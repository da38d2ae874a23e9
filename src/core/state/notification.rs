use crate::core::{cmd::Cmd, msg::notification::NotificationMsg};
use crate::domain::Notification;

pub const DEFAULT_TIMEOUT_MS: u64 = 5000;

/// The single notification slot.
///
/// Every shown notification gets a fresh id and schedules a clear for that
/// id. A clear only takes effect while its id is still the current one.
#[derive(Debug, Clone)]
pub struct NotificationState {
    current: Option<Notification>,
    current_id: u64,
    next_id: u64,
    timeout_ms: u64,
}

impl Default for NotificationState {
    fn default() -> Self {
        Self::with_timeout(DEFAULT_TIMEOUT_MS)
    }
}

impl NotificationState {
    pub fn with_timeout(timeout_ms: u64) -> Self {
        Self {
            current: None,
            current_id: 0,
            next_id: 1,
            timeout_ms,
        }
    }

    pub fn current(&self) -> Option<&Notification> {
        self.current.as_ref()
    }

    pub fn current_id(&self) -> u64 {
        self.current_id
    }

    pub fn timeout_ms(&self) -> u64 {
        self.timeout_ms
    }

    pub fn update(&mut self, msg: NotificationMsg) -> Vec<Cmd> {
        match msg {
            NotificationMsg::Show(notification) => self.show(notification),
            NotificationMsg::Clear { id } => {
                self.clear(id);
                vec![]
            }
        }
    }

    /// Replaces the current notification and schedules its clear
    pub fn show(&mut self, notification: Notification) -> Vec<Cmd> {
        let id = self.next_id;
        self.next_id = self.next_id.wrapping_add(1);
        self.current_id = id;
        self.current = Some(notification);

        vec![Cmd::ScheduleNotificationClear {
            id,
            delay_ms: self.timeout_ms,
        }]
    }

    /// Clears the notification if `id` is still the current one
    pub fn clear(&mut self, id: u64) -> bool {
        if self.current.is_none() || id != self.current_id {
            return false;
        }
        self.current = None;
        true
    }
}
use crossterm::event::KeyEvent;
use serde::{Deserialize, Serialize};

/// UI-specific messages for UiState transitions
#[derive(Debug, Clone, PartialEq, Eq, Serialize, Deserialize)]
pub enum UiMsg {
    ShowLogin,
    ShowNewBlog,
    StartFilter,
    RequestDelete(String),
    ConfirmDelete,

    /// Esc in any overlay
    Cancel,
    /// Enter in any overlay
    Submit,
    NextField,
    PrevField,

    /// Key routed to the focused text field
    ProcessInput(KeyEvent),
}

impl UiMsg {
    pub fn is_frequent(&self) -> bool {
        matches!(self, UiMsg::ProcessInput(_))
    }
}
//! Durable key-value storage
//!
//! Each key is stored as `<key>.json` inside one directory, which by default
//! is the application data directory.

use std::io::ErrorKind;
use std::path::{Path, PathBuf};

use color_eyre::eyre::{Result, WrapErr};

use crate::domain::User;

/// Key the logged-in user is stored under
pub const SESSION_KEY: &str = "loggedBlogAppUser";

#[derive(Debug, Clone)]
pub struct LocalStorage {
    dir: PathBuf,
}

impl LocalStorage {
    pub fn new(dir: impl Into<PathBuf>) -> Self {
        Self { dir: dir.into() }
    }

    pub fn dir(&self) -> &Path {
        &self.dir
    }

    fn path_of(&self, key: &str) -> PathBuf {
        self.dir.join(format!("{key}.json"))
    }

    pub fn get_item(&self, key: &str) -> Result<Option<String>> {
        match std::fs::read_to_string(self.path_of(key)) {
            Ok(value) => Ok(Some(value)),
            Err(e) if e.kind() == ErrorKind::NotFound => Ok(None),
            Err(e) => Err(e).wrap_err_with(|| format!("reading {key}")),
        }
    }

    pub fn set_item(&self, key: &str, value: &str) -> Result<()> {
        std::fs::create_dir_all(&self.dir)
            .wrap_err_with(|| format!("creating {}", self.dir.display()))?;
        std::fs::write(self.path_of(key), value).wrap_err_with(|| format!("writing {key}"))
    }

    pub fn remove_item(&self, key: &str) -> Result<()> {
        match std::fs::remove_file(self.path_of(key)) {
            Ok(()) => Ok(()),
            Err(e) if e.kind() == ErrorKind::NotFound => Ok(()),
            Err(e) => Err(e).wrap_err_with(|| format!("removing {key}")),
        }
    }
}

/// Persists the logged-in user between runs
#[derive(Debug, Clone)]
pub struct SessionStore {
    storage: LocalStorage,
}

impl SessionStore {
    pub fn new(storage: LocalStorage) -> Self {
        Self { storage }
    }

    /// Store in the application data directory
    pub fn in_data_dir() -> Self {
        Self::new(LocalStorage::new(crate::utils::get_data_dir()))
    }

    /// The stored user. A value that cannot be parsed is logged and
    /// treated as absent.
    pub fn load(&self) -> Result<Option<User>> {
        let Some(raw) = self.storage.get_item(SESSION_KEY)? else {
            return Ok(None);
        };
        match serde_json::from_str(&raw) {
            Ok(user) => Ok(Some(user)),
            Err(e) => {
                log::warn!("ignoring unreadable stored session: {e}");
                Ok(None)
            }
        }
    }

    pub fn save(&self, user: &User) -> Result<()> {
        let raw = serde_json::to_string(user)?;
        self.storage.set_item(SESSION_KEY, &raw)
    }

    pub fn clear(&self) -> Result<()> {
        self.storage.remove_item(SESSION_KEY)
    }
}

#[cfg(test)]
mod tests {
    use super::*;
    use pretty_assertions::assert_eq;
    use secrecy::{ExposeSecret, SecretString};

    fn user() -> User {
        User {
            id: "5a437a9e514ab7f168ddf138".into(),
            username: "mluukkai".into(),
            name: "Matti Luukkainen".into(),
            token: SecretString::from("eyJhbGciOiJIUzI1NiJ9"),
        }
    }

    #[test]
    fn test_items_round_trip() -> Result<()> {
        let dir = tempfile::tempdir()?;
        let storage = LocalStorage::new(dir.path().join("nested"));

        assert_eq!(storage.get_item("k")?, None);
        storage.set_item("k", "v")?;
        assert_eq!(storage.get_item("k")?, Some("v".to_string()));
        storage.remove_item("k")?;
        assert_eq!(storage.get_item("k")?, None);
        // Removing twice is fine
        storage.remove_item("k")?;
        Ok(())
    }

    #[test]
    fn test_session_save_load_clear() -> Result<()> {
        let dir = tempfile::tempdir()?;
        let store = SessionStore::new(LocalStorage::new(dir.path()));

        store.save(&user())?;
        assert!(dir.path().join("loggedBlogAppUser.json").exists());

        let loaded = store.load()?;
        assert_eq!(loaded, Some(user()));
        assert_eq!(
            loaded.map(|u| u.token.expose_secret().to_string()),
            Some("eyJhbGciOiJIUzI1NiJ9".to_string())
        );

        store.clear()?;
        assert_eq!(store.load()?, None);
        Ok(())
    }

    #[test]
    fn test_corrupt_session_is_absent() -> Result<()> {
        let dir = tempfile::tempdir()?;
        let storage = LocalStorage::new(dir.path());
        storage.set_item(SESSION_KEY, "{not json")?;

        let store = SessionStore::new(storage);

        assert_eq!(store.load()?, None);
        Ok(())
    }
}
use crate::domain::NewBlog;

/// Snapshot of a single-line text field.
///
/// The field itself is rebuilt from this snapshot by a
/// [`TextAreaEngine`](crate::core::textarea_engine::TextAreaEngine) every
/// time keys are applied to it.
#[derive(Debug, Clone, PartialEq, Eq, Default)]
pub struct TextAreaState {
    pub content: String,
    /// Cursor column, in characters
    pub cursor: usize,
}

impl TextAreaState {
    pub fn new(content: impl Into<String>) -> Self {
        let content = content.into();
        let cursor = content.chars().count();
        Self { content, cursor }
    }

    pub fn is_empty(&self) -> bool {
        self.content.is_empty()
    }

    pub fn clear(&mut self) {
        *self = Self::default();
    }
}

pub struct LoginFields;

impl LoginFields {
    pub const USERNAME: usize = 0;
    pub const PASSWORD: usize = 1;
    pub const LABELS: [&'static str; 2] = ["username", "password"];
}

pub struct BlogFields;

impl BlogFields {
    pub const TITLE: usize = 0;
    pub const AUTHOR: usize = 1;
    pub const URL: usize = 2;
    pub const LABELS: [&'static str; 3] = ["title", "author", "url"];
}

/// A form made of labelled single-line fields with one focused field
#[derive(Debug, Clone, PartialEq, Eq)]
pub struct FormState {
    fields: Vec<TextAreaState>,
    focus: usize,
}

impl FormState {
    pub fn with_fields(count: usize) -> Self {
        Self {
            fields: vec![TextAreaState::default(); count],
            focus: 0,
        }
    }

    pub fn login() -> Self {
        Self::with_fields(LoginFields::LABELS.len())
    }

    pub fn new_blog() -> Self {
        Self::with_fields(BlogFields::LABELS.len())
    }

    pub fn fields(&self) -> &[TextAreaState] {
        &self.fields
    }

    pub fn value(&self, index: usize) -> &str {
        self.fields
            .get(index)
            .map(|field| field.content.as_str())
            .unwrap_or_default()
    }

    pub fn set_value(&mut self, index: usize, value: impl Into<String>) {
        if let Some(field) = self.fields.get_mut(index) {
            *field = TextAreaState::new(value);
        }
    }

    pub fn focus(&self) -> usize {
        self.focus
    }

    pub fn focused(&self) -> Option<&TextAreaState> {
        self.fields.get(self.focus)
    }

    pub fn focused_mut(&mut self) -> Option<&mut TextAreaState> {
        self.fields.get_mut(self.focus)
    }

    pub fn next_field(&mut self) {
        if !self.fields.is_empty() {
            self.focus = (self.focus + 1) % self.fields.len();
        }
    }

    pub fn prev_field(&mut self) {
        if !self.fields.is_empty() {
            self.focus = (self.focus + self.fields.len() - 1) % self.fields.len();
        }
    }

    pub fn reset(&mut self) {
        self.fields.iter_mut().for_each(TextAreaState::clear);
        self.focus = 0;
    }
}

/// High-level UI mode for keybindings and view switching
#[derive(Debug, Clone, PartialEq, Eq, Default)]
pub enum UiMode {
    #[default]
    Browse,
    Login,
    NewBlog,
    Filter,
    /// Waiting for y/n before deleting the blog with this id
    ConfirmDelete { id: String },
}

/// UI-related state
#[derive(Debug, Clone, PartialEq, Eq)]
pub struct UiState {
    pub mode: UiMode,
    pub login_form: FormState,
    pub blog_form: FormState,
    pub filter_input: TextAreaState,
}

impl Default for UiState {
    fn default() -> Self {
        Self {
            mode: UiMode::default(),
            login_form: FormState::login(),
            blog_form: FormState::new_blog(),
            filter_input: TextAreaState::default(),
        }
    }
}

impl UiState {
    pub fn is_browsing(&self) -> bool {
        self.mode == UiMode::Browse
    }

    /// Whether keys go to a text field rather than to keybindings
    pub fn is_editing(&self) -> bool {
        matches!(self.mode, UiMode::Login | UiMode::NewBlog | UiMode::Filter)
    }

    pub fn pending_delete(&self) -> Option<&str> {
        match &self.mode {
            UiMode::ConfirmDelete { id } => Some(id),
            _ => None,
        }
    }

    /// The text field that receives typed keys in the current mode
    pub fn active_input(&self) -> Option<&TextAreaState> {
        match self.mode {
            UiMode::Login => self.login_form.focused(),
            UiMode::NewBlog => self.blog_form.focused(),
            UiMode::Filter => Some(&self.filter_input),
            UiMode::Browse | UiMode::ConfirmDelete { .. } => None,
        }
    }

    pub fn active_input_mut(&mut self) -> Option<&mut TextAreaState> {
        match self.mode {
            UiMode::Login => self.login_form.focused_mut(),
            UiMode::NewBlog => self.blog_form.focused_mut(),
            UiMode::Filter => Some(&mut self.filter_input),
            UiMode::Browse | UiMode::ConfirmDelete { .. } => None,
        }
    }

    pub fn active_form_mut(&mut self) -> Option<&mut FormState> {
        match self.mode {
            UiMode::Login => Some(&mut self.login_form),
            UiMode::NewBlog => Some(&mut self.blog_form),
            _ => None,
        }
    }

    pub fn login_input(&self) -> (String, String) {
        (
            self.login_form.value(LoginFields::USERNAME).to_string(),
            self.login_form.value(LoginFields::PASSWORD).to_string(),
        )
    }

    pub fn blog_draft(&self) -> NewBlog {
        NewBlog::new(
            self.blog_form.value(BlogFields::TITLE),
            self.blog_form.value(BlogFields::AUTHOR),
            self.blog_form.value(BlogFields::URL),
        )
    }
}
┄┄┄┄┄┄
▸ Activity
Nothing but the lines from the top of the entries above through the line with "clear for that" should be set down, each exactly as written.

▸ Reply
repository da38d2ae874a23e9
filename src/core/state/notification.rs
use crate::core::{cmd::Cmd, msg::notification::NotificationMsg};
use crate::domain::Notification;

pub const DEFAULT_TIMEOUT_MS: u64 = 5000;

/// The single notification slot.
///
/// Every shown notification gets a fresh id and schedules a clear for that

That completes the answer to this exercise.